Palavras num recital

, por Alexandre Matias

Coisa séria a apresentação que reuniu Arnaldo Antunes e Vítor Araújo neste fim de semana no Sesc Pinheiros. Comemorando o lançamento da edição ao vivo do tocante Lágrimas no Mar, a dupla voltou a se encontrar num dos primeiros palcos que viu este espetáculo, trazendo algumas novidades. O fato de contar com apenas um músico e instrumentista no palco – e deste ser o prodígio erudito pernambucano – e dos dois estarem trajando ternos e gravatas pretos aumenta a tensão de recital da apresentação, fazendo o público ficar mudo e maravilhado por quase uma hora e meia, quebrando o silêncio apenas com as palmas entre as canções.
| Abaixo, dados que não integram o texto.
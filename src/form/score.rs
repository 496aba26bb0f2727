/// Exponentially smoothed form score in `[0, 100]`.
///
/// The first evaluated frame seeds the score directly; until then the score
/// reads as a perfect 100.
#[derive(Debug, Clone, Copy, PartialEq)]
pub struct FormScore {
    value: Option<f64>,
    smoothing: f64,
}

impl FormScore {
    pub fn new(smoothing: f64) -> Self {
        Self {
            value: None,
            smoothing: smoothing.clamp(f64::EPSILON, 1.0),
        }
    }

    pub fn update(&mut self, frame_score: f64) -> f64 {
        let frame_score = frame_score.clamp(0.0, 100.0);
        let next = match self.value {
            None => frame_score,
            Some(current) => current + self.smoothing * (frame_score - current),
        };
        let next = next.clamp(0.0, 100.0);
        self.value = Some(next);
        next
    }

    pub fn value(&self) -> f64 {
        self.value.unwrap_or(100.0)
    }
}
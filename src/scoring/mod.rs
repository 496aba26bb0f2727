pub mod converter;
pub mod table;

pub use converter::{ScoreError, ScoreOutcome, ScoreWarning};
pub use table::{Gender, ScoreBracket, ScoreEvent, ScoreTable};
pub mod machine;
pub mod streak;

pub use machine::{transition, RepPhase, Transition};
pub use streak::PositionStreak;
use crate::form::rules::{check_pausing, FaultKind, FormRule, RuleContext};
use crate::geometry;
use crate::pose::joint::{ANKLES, ELBOWS, HIPS, SHOULDERS, WRISTS};

/// Below this shoulder span the camera is looking from the side and the
/// frontal-view spacing rules cannot be judged.
const MIN_FRONTAL_SHOULDER_WIDTH: f64 = 0.05;

pub const RULES: &[FormRule] = &[
    FormRule {
        fault: FaultKind::HipsSagging,
        penalty: 20,
        message: "Keep your body straight, hips are sagging.",
        check: hips_sagging,
    },
    FormRule {
        fault: FaultKind::HipsPiked,
        penalty: 20,
        message: "Lower your hips, they are too high.",
        check: hips_piked,
    },
    FormRule {
        fault: FaultKind::ElbowsFlared,
        penalty: 15,
        message: "Keep elbows closer to body.",
        check: elbows_flared,
    },
    FormRule {
        fault: FaultKind::HandsTooWide,
        penalty: 10,
        message: "Place your hands about shoulder-width apart.",
        check: hands_too_wide,
    },
    FormRule {
        fault: FaultKind::ShouldersUneven,
        penalty: 10,
        message: "Keep shoulders level.",
        check: shoulders_uneven,
    },
    FormRule {
        fault: FaultKind::ArmsUneven,
        penalty: 10,
        message: "Bend both arms evenly.",
        check: arms_uneven,
    },
    FormRule {
        fault: FaultKind::Pausing,
        penalty: 10,
        message: "Keep moving, no resting in position.",
        check: check_pausing,
    },
];

/// Shoulder-hip-ankle angle and the hip's offset below the shoulder-ankle line.
fn body_line(ctx: &RuleContext) -> Option<(f64, f64)> {
    let shoulder = ctx.frame.center(SHOULDERS)?;
    let hip = ctx.frame.center(HIPS)?;
    let ankle = ctx.frame.center(ANKLES)?;
    let angle = geometry::angle(shoulder, hip, ankle)?;
    Some((angle, geometry::offset_below_line(shoulder, ankle, hip)))
}

fn hips_sagging(ctx: &RuleContext) -> Option<bool> {
    let (angle, offset) = body_line(ctx)?;
    Some(angle < ctx.config.pushup.body_line_min_angle && offset > 0.0)
}

fn hips_piked(ctx: &RuleContext) -> Option<bool> {
    let (angle, offset) = body_line(ctx)?;
    Some(angle < ctx.config.pushup.body_line_min_angle && offset < 0.0)
}

fn frontal_shoulder_width(ctx: &RuleContext) -> Option<f64> {
    let width = ctx.frame.distance(SHOULDERS.left, SHOULDERS.right)?;
    (width >= MIN_FRONTAL_SHOULDER_WIDTH).then_some(width)
}

fn elbows_flared(ctx: &RuleContext) -> Option<bool> {
    let width = frontal_shoulder_width(ctx)?;
    let left = ctx.frame.distance(ELBOWS.left, SHOULDERS.left)?;
    let right = ctx.frame.distance(ELBOWS.right, SHOULDERS.right)?;
    Some((left + right) / 2.0 > width * ctx.config.pushup.elbow_flare_ratio)
}

fn hands_too_wide(ctx: &RuleContext) -> Option<bool> {
    let width = frontal_shoulder_width(ctx)?;
    let span = ctx.frame.distance(WRISTS.left, WRISTS.right)?;
    Some(span > width * ctx.config.pushup.hand_spacing_ratio)
}

fn shoulders_uneven(ctx: &RuleContext) -> Option<bool> {
    let left = ctx.frame.point(SHOULDERS.left)?;
    let right = ctx.frame.point(SHOULDERS.right)?;
    Some((left.y - right.y).abs() > ctx.config.pushup.shoulder_level_tolerance)
}

fn arms_uneven(ctx: &RuleContext) -> Option<bool> {
    let (left, right) = ctx.frame.paired_angles(SHOULDERS, ELBOWS, WRISTS)?;
    Some((left - right).abs() > ctx.config.pushup.symmetry_tolerance)
}
#![allow(dead_code)]

use chrono::{DateTime, Utc};
use repgrade_lib::geometry::Point;
use repgrade_lib::pose::PoseFrameBuilder;
use std::sync::Arc;

use repgrade_lib::{
    AnalysisResult, ExerciseKind, GradingConfig, GradingEngine, Joint, PoseFrame, ScoreTable,
};

pub const FRAME_INTERVAL_MS: i64 = 100;

/// Elbow sweep for one push-up or pull-up cycle, starting and ending extended.
/// Each extreme is held long enough to pass the default stability filter.
pub const ARM_CYCLE: [f64; 15] = [
    170.0, 170.0, 170.0, 145.0, 120.0, 95.0, 80.0, 80.0, 80.0, 95.0, 120.0, 145.0, 170.0, 170.0,
    170.0,
];

/// Torso sweep for one sit-up cycle, starting and ending flat on the back.
pub const TORSO_CYCLE: [f64; 15] = [
    5.0, 5.0, 5.0, 25.0, 45.0, 65.0, 85.0, 85.0, 85.0, 65.0, 45.0, 25.0, 5.0, 5.0, 5.0,
];

/// Index just past the held middle extreme of a cycle.
pub const TURN_END: usize = 9;

pub fn at(ms: i64) -> DateTime<Utc> {
    DateTime::from_timestamp_millis(1_700_000_000_000 + ms).unwrap()
}

fn both(builder: PoseFrameBuilder, left: Joint, right: Joint, p: Point) -> PoseFrameBuilder {
    builder.sample(left, p, 1.0).sample(right, p, 1.0)
}

/// Side-view push-up with both body sides overlapping. `hip_drop` moves the
/// hips below the shoulder-ankle line.
pub fn pushup_frame(ms: i64, elbow_deg: f64, hip_drop: f64) -> PoseFrame {
    let rad = elbow_deg.to_radians();
    let shoulder = Point::new(0.3, 0.5);
    let elbow = Point::new(0.3, 0.6);
    let wrist = Point::new(0.3 + 0.1 * rad.sin(), 0.6 - 0.1 * rad.cos());

    let mut b = PoseFrame::builder(at(ms));
    b = both(b, Joint::LeftShoulder, Joint::RightShoulder, shoulder);
    b = both(b, Joint::LeftElbow, Joint::RightElbow, elbow);
    b = both(b, Joint::LeftWrist, Joint::RightWrist, wrist);
    b = both(b, Joint::LeftHip, Joint::RightHip, Point::new(0.55, 0.53 + hip_drop));
    b = both(b, Joint::LeftAnkle, Joint::RightAnkle, Point::new(0.8, 0.56));
    b.build()
}

/// Sit-up seen from the side: hips fixed, torso raised `torso_deg` above the floor.
pub fn situp_frame(ms: i64, torso_deg: f64) -> PoseFrame {
    let rad = torso_deg.to_radians();
    let hip = Point::new(0.5, 0.8);
    let along = |len: f64| Point::new(hip.x - len * rad.cos(), hip.y - len * rad.sin());
    let head = along(0.33);

    let mut b = PoseFrame::builder(at(ms));
    b = both(b, Joint::LeftHip, Joint::RightHip, hip);
    b = both(b, Joint::LeftShoulder, Joint::RightShoulder, along(0.25));
    b = both(b, Joint::LeftEar, Joint::RightEar, head);
    b = both(b, Joint::LeftWrist, Joint::RightWrist, Point::new(head.x + 0.02, head.y + 0.01));
    b = both(b, Joint::LeftKnee, Joint::RightKnee, Point::new(0.65, 0.6));
    b = both(b, Joint::LeftAnkle, Joint::RightAnkle, Point::new(0.8, 0.8));
    b.build()
}

/// Front-view pull-up. The nose clears the hands whenever the elbows are
/// bent to 90° or less.
pub fn pullup_frame(ms: i64, elbow_deg: f64) -> PoseFrame {
    let rad = elbow_deg.to_radians();
    let mut b = PoseFrame::builder(at(ms));

    let mut wrist_y = 0.0;
    for (shoulder, elbow, wrist, x, side) in [
        (Joint::LeftShoulder, Joint::LeftElbow, Joint::LeftWrist, 0.4, -1.0),
        (Joint::RightShoulder, Joint::RightElbow, Joint::RightWrist, 0.6, 1.0),
    ] {
        let wrist_point = Point::new(x + side * 0.1 * rad.sin(), 0.2 + 0.1 * rad.cos());
        wrist_y = wrist_point.y;
        b = b
            .joint(shoulder, x, 0.3)
            .joint(elbow, x, 0.2)
            .sample(wrist, wrist_point, 1.0);
    }

    let nose_y = if elbow_deg <= 90.0 { wrist_y - 0.05 } else { 0.25 };
    b.joint(Joint::Nose, 0.5, nose_y)
        .joint(Joint::LeftHip, 0.45, 0.7)
        .joint(Joint::RightHip, 0.55, 0.7)
        .joint(Joint::LeftKnee, 0.45, 0.84)
        .joint(Joint::RightKnee, 0.55, 0.84)
        .joint(Joint::LeftAnkle, 0.45, 0.98)
        .joint(Joint::RightAnkle, 0.55, 0.98)
        .build()
}

/// Frame generator for an exercise's primary metric.
pub fn frame_for(kind: ExerciseKind, ms: i64, metric: f64) -> PoseFrame {
    match kind {
        ExerciseKind::Pushup => pushup_frame(ms, metric, 0.0),
        ExerciseKind::Situp => situp_frame(ms, metric),
        ExerciseKind::Pullup => pullup_frame(ms, metric),
    }
}

pub fn reference_metric(kind: ExerciseKind) -> f64 {
    match kind {
        ExerciseKind::Pushup | ExerciseKind::Pullup => 170.0,
        ExerciseKind::Situp => 5.0,
    }
}

pub fn cycle(kind: ExerciseKind) -> &'static [f64] {
    match kind {
        ExerciseKind::Pushup | ExerciseKind::Pullup => &ARM_CYCLE,
        ExerciseKind::Situp => &TORSO_CYCLE,
    }
}

/// Drives a started engine with a clock that advances one frame per call.
pub struct Driver {
    pub engine: GradingEngine,
    pub clock_ms: i64,
}

impl Driver {
    pub fn started(kind: ExerciseKind) -> Self {
        Self::with_config(kind, GradingConfig::default())
    }

    pub fn with_config(kind: ExerciseKind, config: GradingConfig) -> Self {
        let table = Arc::new(ScoreTable::builtin().unwrap());
        let mut engine = GradingEngine::new(kind, config, table);
        engine.start().unwrap();
        Self { engine, clock_ms: 0 }
    }

    pub fn feed(&mut self, frame_at: impl Fn(i64) -> PoseFrame) -> AnalysisResult {
        let frame = frame_at(self.clock_ms);
        self.clock_ms += FRAME_INTERVAL_MS;
        self.engine.process_frame(&frame).unwrap()
    }

    pub fn metric(&mut self, metric: f64) -> AnalysisResult {
        let kind = self.engine.kind();
        self.feed(|ms| frame_for(kind, ms, metric))
    }

    pub fn calibrate(&mut self) {
        let reference = reference_metric(self.engine.kind());
        for _ in 0..self.engine.config().calibration.window_size {
            self.metric(reference);
        }
    }

    pub fn cycles(&mut self, n: usize) -> Vec<AnalysisResult> {
        let kind = self.engine.kind();
        let mut results = Vec::new();
        for _ in 0..n {
            for metric in cycle(kind) {
                results.push(self.metric(*metric));
            }
        }
        results
    }
}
O espetáculo reúne faixas de diferentes fases da carreira de Arnaldo, que ficaram conhecidas tanto em sua voz (seja na carreira solo – “Contato Imediato”, “Se Tudo Pode Acontecer”, “No Fundo” e “Alta Noite” – quanto com os Titãs – “O Pulso” e “Saia de Mim”) quanto na de outros intérpretes, como Erasmo Carlos (“Manhãs de Love”), Marisa Monte e Carminho (“Vllarejos”), Cássia Eller (“Socorro”) e Maria Bethânia (“Lua Vermelha”, parceria com Carlinhos Brown), com maior ênfase nas recentes “O Real Resiste”, “Na Barriga do Vento” e “João” e, claro, nas canções pinçadas para o registro em disco, como “Longe” (composta com Betão Aguiar e Jeneci), “Umbigo”, “A Não Ser”, “Enquanto Passa Outro” e a faixa-título, além de versões para “Fim de Festa” (de Itamar Assumpção e Naná Vasconcelos) e “Como Dois e Dois” (de Caetano Veloso, interpretada ao lado da diretora de arte do show, Márcia Xavier, que também assina as belas projeções da noite). Claro que o texto das canções ajudava a desanuviar o rigor que o ar de recital dava à noite, ainda mais pontuada pelos poemas curtos e diretos de Arnaldo (“A Boca Oca”, “Um Deus”, “O Corpo”, “Saga”, “O Mar”, “O Buraco do Espelho” e “Bacanas”) que interligavam as canções, mas a entrega de Vítor ao piano, que enfatiza o aspecto percussivo do instrumento ao mesmo tempo em que toca suas cordas por dentro ou grava loops para criar camadas de si mesmo sobre as canções (além de tocar a versão bachiana para “O Trenzinho Caipira”, de Villa Lobos, e a luz densa e implacável de Anna Turra, mantém o clima austero e sisudo na noite, mas sem nunca perder o calor.